### AIM OF THE EXERCISE
Set down all of the lines below exactly as they are given.

----

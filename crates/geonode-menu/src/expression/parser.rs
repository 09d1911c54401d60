//! Parser turning configuration values into [`Condition`] trees.
//!
//! Accepted shapes:
//!
//! - `true`, `false`, numbers, `null`, arrays: literals
//! - `"a.b.c"`: a path, context first then monitored state
//! - `"{state('a.b')}"`: a monitored-state path
//! - `"{a.b}"`: same as `"a.b"`
//!
//! Any other `{...}` template, or a string with characters that cannot
//! appear in a path, is rejected.
//! - `{"value": x}`: a literal (use this for literal strings)
//! - `{"path": "a.b"}`: a path
//! - `{"op": "and" | "or", "args": [...]}`
//! - `{"op": "not", "arg": c}` or `{"op": "not", "args": [c]}`
//! - `{"op": "eq" | "ne" | "in", "args": [a, b]}`

use serde_json::{Map, Value};
use strsim::levenshtein;

use super::ast::Condition;
use super::error::{ExpressionError, ExpressionResult};

/// Maximum Levenshtein distance to consider an operator as a suggestion.
const MAX_SUGGESTION_DISTANCE: usize = 2;

#[derive(Debug, Clone, Copy, PartialEq, Eq)]
enum Operator {
    And,
    Or,
    Not,
    Eq,
    Ne,
    In,
}

impl Operator {
    fn from_tag(tag: &str) -> Option<Self> {
        match tag.to_lowercase().as_str() {
            "and" | "&&" | "all" => Some(Operator::And),
            "or" | "||" | "any" => Some(Operator::Or),
            "not" | "!" => Some(Operator::Not),
            "eq" | "==" | "===" => Some(Operator::Eq),
            "ne" | "!=" | "!==" => Some(Operator::Ne),
            "in" => Some(Operator::In),
            _ => None,
        }
    }

    fn name(self) -> &'static str {
        match self {
            Operator::And => "and",
            Operator::Or => "or",
            Operator::Not => "not",
            Operator::Eq => "eq",
            Operator::Ne => "ne",
            Operator::In => "in",
        }
    }
}

const OPERATOR_NAMES: &[&str] = &["and", "or", "not", "eq", "ne", "in", "all", "any"];

/// Parser for visibility conditions.
pub struct ConditionParser;

impl ConditionParser {
    /// Parses a configuration value into a condition.
    ///
    /// # Errors
    ///
    /// Returns an error for any shape outside the known variants.
    ///
    /// # Example
    ///
    /// ```
    /// use geonode_menu_rs::expression::{Condition, ConditionParser};
    /// use serde_json::json;
    ///
    /// let condition = ConditionParser::parse(&json!("user")).unwrap();
    /// assert_eq!(condition, Condition::path("user"));
    /// ```
    pub fn parse(value: &Value) -> ExpressionResult<Condition> {
        match value {
            Value::Null | Value::Bool(_) | Value::Number(_) | Value::Array(_) => {
                Ok(Condition::Literal(value.clone()))
            }
            Value::String(s) => parse_string(s),
            Value::Object(map) => parse_object(map),
        }
    }

    /// Parses a configuration value, keeping rejected shapes as
    /// [`Condition::Invalid`] instead of failing.
    pub fn parse_lenient(value: &Value) -> Condition {
        Self::parse(value).unwrap_or_else(|e| Condition::Invalid {
            raw: value.clone(),
            reason: e.to_string(),
        })
    }

    /// Parses a display-field template such as `"{state('router')}"`.
    ///
    /// Returns `None` when the string is not a template, in which case it is
    /// plain display text.
    pub fn parse_template(s: &str) -> Option<Condition> {
        let inner = s.trim().strip_prefix('{')?.strip_suffix('}')?.trim();
        if let Some(path) = state_call(inner) {
            return Some(Condition::State(path.to_string()));
        }
        if !inner.is_empty() && inner.chars().all(is_path_char) {
            return Some(Condition::Path(inner.to_string()));
        }
        None
    }
}

fn parse_string(s: &str) -> ExpressionResult<Condition> {
    if let Some(template) = ConditionParser::parse_template(s) {
        return Ok(template);
    }
    let trimmed = s.trim();
    if trimmed.is_empty() {
        // An empty path would select the whole snapshot
        return Ok(Condition::Literal(Value::String(String::new())));
    }
    if trimmed.starts_with('{') && trimmed.ends_with('}') {
        return Err(ExpressionError::malformed(format!(
            "unsupported expression template '{trimmed}': only {{state('path')}} and {{path}} are accepted"
        )));
    }
    if !trimmed.chars().all(is_path_char) {
        return Err(ExpressionError::malformed(format!(
            "'{trimmed}' is not a state path"
        )));
    }
    Ok(Condition::Path(trimmed.to_string()))
}

/// Extracts `p` from `state('p')` or `state("p")`.
fn state_call(inner: &str) -> Option<&str> {
    let args = inner.strip_prefix("state")?.trim_start();
    let args = args.strip_prefix('(')?.strip_suffix(')')?.trim();
    args.strip_prefix('\'')
        .and_then(|a| a.strip_suffix('\''))
        .or_else(|| args.strip_prefix('"').and_then(|a| a.strip_suffix('"')))
}

fn is_path_char(c: char) -> bool {
    c.is_alphanumeric() || matches!(c, '_' | '-' | '$' | '.' | '[' | ']' | '\'' | '"')
}

fn parse_object(map: &Map<String, Value>) -> ExpressionResult<Condition> {
    let Some(tag) = map.get("op") else {
        if let Some(value) = map.get("value") {
            return Ok(Condition::Literal(value.clone()));
        }
        if let Some(path) = map.get("path") {
            return match path {
                Value::String(p) => Ok(Condition::Path(p.clone())),
                _ => Err(ExpressionError::malformed("'path' must be a string")),
            };
        }
        return Err(ExpressionError::malformed(
            "object condition needs an 'op', 'value' or 'path' field",
        ));
    };

    let Value::String(tag) = tag else {
        return Err(ExpressionError::malformed("'op' must be a string"));
    };

    let op = Operator::from_tag(tag)
        .ok_or_else(|| ExpressionError::unknown_operator(tag.clone(), suggest_operator(tag)))?;

    let operands = operands(map, op)?;

    match op {
        Operator::And => Ok(Condition::And(operands)),
        Operator::Or => Ok(Condition::Or(operands)),
        Operator::Not => {
            let [inner] = exact::<1>(op, operands, "1")?;
            Ok(Condition::Not(Box::new(inner)))
        }
        Operator::Eq => {
            let [left, right] = exact::<2>(op, operands, "2")?;
            Ok(Condition::Eq(Box::new(left), Box::new(right)))
        }
        Operator::Ne => {
            let [left, right] = exact::<2>(op, operands, "2")?;
            Ok(Condition::Ne(Box::new(left), Box::new(right)))
        }
        Operator::In => {
            let [needle, haystack] = exact::<2>(op, operands, "2")?;
            Ok(Condition::In {
                needle: Box::new(needle),
                haystack: Box::new(haystack),
            })
        }
    }
}

fn operands(map: &Map<String, Value>, op: Operator) -> ExpressionResult<Vec<Condition>> {
    match (map.get("args"), map.get("arg")) {
        (Some(Value::Array(args)), _) => args.iter().map(ConditionParser::parse).collect(),
        (Some(_), _) => Err(ExpressionError::malformed(format!(
            "'args' of operator '{}' must be an array",
            op.name()
        ))),
        (None, Some(arg)) => Ok(vec![ConditionParser::parse(arg)?]),
        (None, None) => Err(ExpressionError::MissingOperands { op: op.name() }),
    }
}

fn exact<const N: usize>(
    op: Operator,
    operands: Vec<Condition>,
    expected: &'static str,
) -> ExpressionResult<[Condition; N]> {
    let found = operands.len();
    operands.try_into().map_err(|_| ExpressionError::Arity {
        op: op.name(),
        expected,
        found,
    })
}

/// Finds the closest known operator name using Levenshtein distance.
fn suggest_operator(tag: &str) -> Option<String> {
    let tag_lower = tag.to_lowercase();
    let (best, distance) = OPERATOR_NAMES
        .iter()
        .map(|name| (*name, levenshtein(&tag_lower, name)))
        .min_by_key(|(_, d)| *d)?;

    // Only suggest if the distance is within threshold and not an exact match
    if distance > 0 && distance <= MAX_SUGGESTION_DISTANCE && distance < tag_lower.len() {
        Some(best.to_string())
    } else {
        None
    }
}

----

### RESULT BELOW
filename crates/geonode-menu/src/expression/parser.rs
repository 09d1911c54401d60
//! Parser turning configuration values into [`Condition`] trees.
//!
//! Accepted shapes:
//!
//! - `true`, `false`, numbers, `null`, arrays: literals
//! - `"a.b.c"`: a path, context first then monitored state
//! - `"{state('a.b')}"`: a monitored-state path
//! - `"{a.b}"`: same as `"a.b"`
//!
//! Any other `{...}` template, or a string with characters that cannot
//! appear in a path, is rejected.
//! - `{"value": x}`: a literal (use this for literal strings)
//! - `{"path": "a.b"}`: a path
//! - `{"op": "and" | "or", "args": [...]}`
//! - `{"op": "not", "arg": c}` or `{"op": "not", "args": [c]}`
//! - `{"op": "eq" | "ne" | "in", "args": [a, b]}`

use serde_json::{Map, Value};
use strsim::levenshtein;

use super::ast::Condition;
use super::error::{ExpressionError, ExpressionResult};

/// Maximum Levenshtein distance to consider an operator as a suggestion.
const MAX_SUGGESTION_DISTANCE: usize = 2;

#[derive(Debug, Clone, Copy, PartialEq, Eq)]
enum Operator {
    And,
    Or,
    Not,
    Eq,
    Ne,
    In,
}

impl Operator {
    fn from_tag(tag: &str) -> Option<Self> {
        match tag.to_lowercase().as_str() {
            "and" | "&&" | "all" => Some(Operator::And),
            "or" | "||" | "any" => Some(Operator::Or),
            "not" | "!" => Some(Operator::Not),
            "eq" | "==" | "===" => Some(Operator::Eq),
            "ne" | "!=" | "!==" => Some(Operator::Ne),
            "in" => Some(Operator::In),
            _ => None,
        }
    }

    fn name(self) -> &'static str {
        match self {
            Operator::And => "and",
            Operator::Or => "or",
            Operator::Not => "not",
            Operator::Eq => "eq",
            Operator::Ne => "ne",
            Operator::In => "in",
        }
    }
}

const OPERATOR_NAMES: &[&str] = &["and", "or", "not", "eq", "ne", "in", "all", "any"];

/// Parser for visibility conditions.
pub struct ConditionParser;

impl ConditionParser {
    /// Parses a configuration value into a condition.
    ///
    /// # Errors
    ///
    /// Returns an error for any shape outside the known variants.
    ///
    /// # Example
    ///
    /// ```
    /// use geonode_menu_rs::expression::{Condition, ConditionParser};
    /// use serde_json::json;
    ///
    /// let condition = ConditionParser::parse(&json!("user")).unwrap();
    /// assert_eq!(condition, Condition::path("user"));
    /// ```
    pub fn parse(value: &Value) -> ExpressionResult<Condition> {
        match value {
            Value::Null | Value::Bool(_) | Value::Number(_) | Value::Array(_) => {
                Ok(Condition::Literal(value.clone()))
            }
            Value::String(s) => parse_string(s),
            Value::Object(map) => parse_object(map),
        }
    }

    /// Parses a configuration value, keeping rejected shapes as
    /// [`Condition::Invalid`] instead of failing.
    pub fn parse_lenient(value: &Value) -> Condition {
        Self::parse(value).unwrap_or_else(|e| Condition::Invalid {
            raw: value.clone(),
            reason: e.to_string(),
        })
    }

    /// Parses a display-field template such as `"{state('router')}"`.
    ///
    /// Returns `None` when the string is not a template, in which case it is
    /// plain display text.
    pub fn parse_template(s: &str) -> Option<Condition> {
        let inner = s.trim().strip_prefix('{')?.strip_suffix('}')?.trim();
        if let Some(path) = state_call(inner) {
            return Some(Condition::State(path.to_string()));
        }
        if !inner.is_empty() && inner.chars().all(is_path_char) {
            return Some(Condition::Path(inner.to_string()));
        }
        None
    }
}

fn parse_string(s: &str) -> ExpressionResult<Condition> {
    if let Some(template) = ConditionParser::parse_template(s) {
        return Ok(template);
    }
    let trimmed = s.trim();
    if trimmed.is_empty() {
        // An empty path would select the whole snapshot
        return Ok(Condition::Literal(Value::String(String::new())));
    }
    if trimmed.starts_with('{') && trimmed.ends_with('}') {
        return Err(ExpressionError::malformed(format!(
            "unsupported expression template '{trimmed}': only {{state('path')}} and {{path}} are accepted"
        )));
    }
    if !trimmed.chars().all(is_path_char) {
        return Err(ExpressionError::malformed(format!(
            "'{trimmed}' is not a state path"
        )));
    }
    Ok(Condition::Path(trimmed.to_string()))
}

/// Extracts `p` from `state('p')` or `state("p")`.
fn state_call(inner: &str) -> Option<&str> {
    let args = inner.strip_prefix("state")?.trim_start();
    let args = args.strip_prefix('(')?.strip_suffix(')')?.trim();
    args.strip_prefix('\'')
        .and_then(|a| a.strip_suffix('\''))
        .or_else(|| args.strip_prefix('"').and_then(|a| a.strip_suffix('"')))
}

fn is_path_char(c: char) -> bool {
    c.is_alphanumeric() || matches!(c, '_' | '-' | '$' | '.' | '[' | ']' | '\'' | '"')
}

fn parse_object(map: &Map<String, Value>) -> ExpressionResult<Condition> {
    let Some(tag) = map.get("op") else {
        if let Some(value) = map.get("value") {
            return Ok(Condition::Literal(value.clone()));
        }
        if let Some(path) = map.get("path") {
            return match path {
                Value::String(p) => Ok(Condition::Path(p.clone())),
                _ => Err(ExpressionError::malformed("'path' must be a string")),
            };
        }
        return Err(ExpressionError::malformed(
            "object condition needs an 'op', 'value' or 'path' field",
        ));
    };

    let Value::String(tag) = tag else {
        return Err(ExpressionError::malformed("'op' must be a string"));
    };

    let op = Operator::from_tag(tag)
        .ok_or_else(|| ExpressionError::unknown_operator(tag.clone(), suggest_operator(tag)))?;

    let operands = operands(map, op)?;

    match op {
        Operator::And => Ok(Condition::And(operands)),
        Operator::Or => Ok(Condition::Or(operands)),
        Operator::Not => {
            let [inner] = exact::<1>(op, operands, "1")?;
            Ok(Condition::Not(Box::new(inner)))
        }
        Operator::Eq => {
            let [left, right] = exact::<2>(op, operands, "2")?;
            Ok(Condition::Eq(Box::new(left), Box::new(right)))
        }
        Operator::Ne => {
            let [left, right] = exact::<2>(op, operands, "2")?;
            Ok(Condition::Ne(Box::new(left), Box::new(right)))
        }
        Operator::In => {
            let [needle, haystack] = exact::<2>(op, operands, "2")?;
            Ok(Condition::In {
                needle: Box::new(needle),
                haystack: Box::new(haystack),
            })
        }
    }
}

fn operands(map: &Map<String, Value>, op: Operator) -> ExpressionResult<Vec<Condition>> {
    match (map.get("args"), map.get("arg")) {
        (Some(Value::Array(args)), _) => args.iter().map(ConditionParser::parse).collect(),
        (Some(_), _) => Err(ExpressionError::malformed(format!(
            "'args' of operator '{}' must be an array",
            op.name()
        ))),
        (None, Some(arg)) => Ok(vec![ConditionParser::parse(arg)?]),
        (None, None) => Err(ExpressionError::MissingOperands { op: op.name() }),
    }
}

fn exact<const N: usize>(
    op: Operator,
    operands: Vec<Condition>,
    expected: &'static str,
) -> ExpressionResult<[Condition; N]> {
    let found = operands.len();
    operands.try_into().map_err(|_| ExpressionError::Arity {
        op: op.name(),
        expected,
        found,
    })
}

/// Finds the closest known operator name using Levenshtein distance.
fn suggest_operator(tag: &str) -> Option<String> {
    let tag_lower = tag.to_lowercase();
    let (best, distance) = OPERATOR_NAMES
        .iter()
        .map(|name| (*name, levenshtein(&tag_lower, name)))
        .min_by_key(|(_, d)| *d)?;

    // Only suggest if the distance is within threshold and not an exact match
    if distance > 0 && distance <= MAX_SUGGESTION_DISTANCE && distance < tag_lower.len() {
        Some(best.to_string())
    } else {
        None
    }
}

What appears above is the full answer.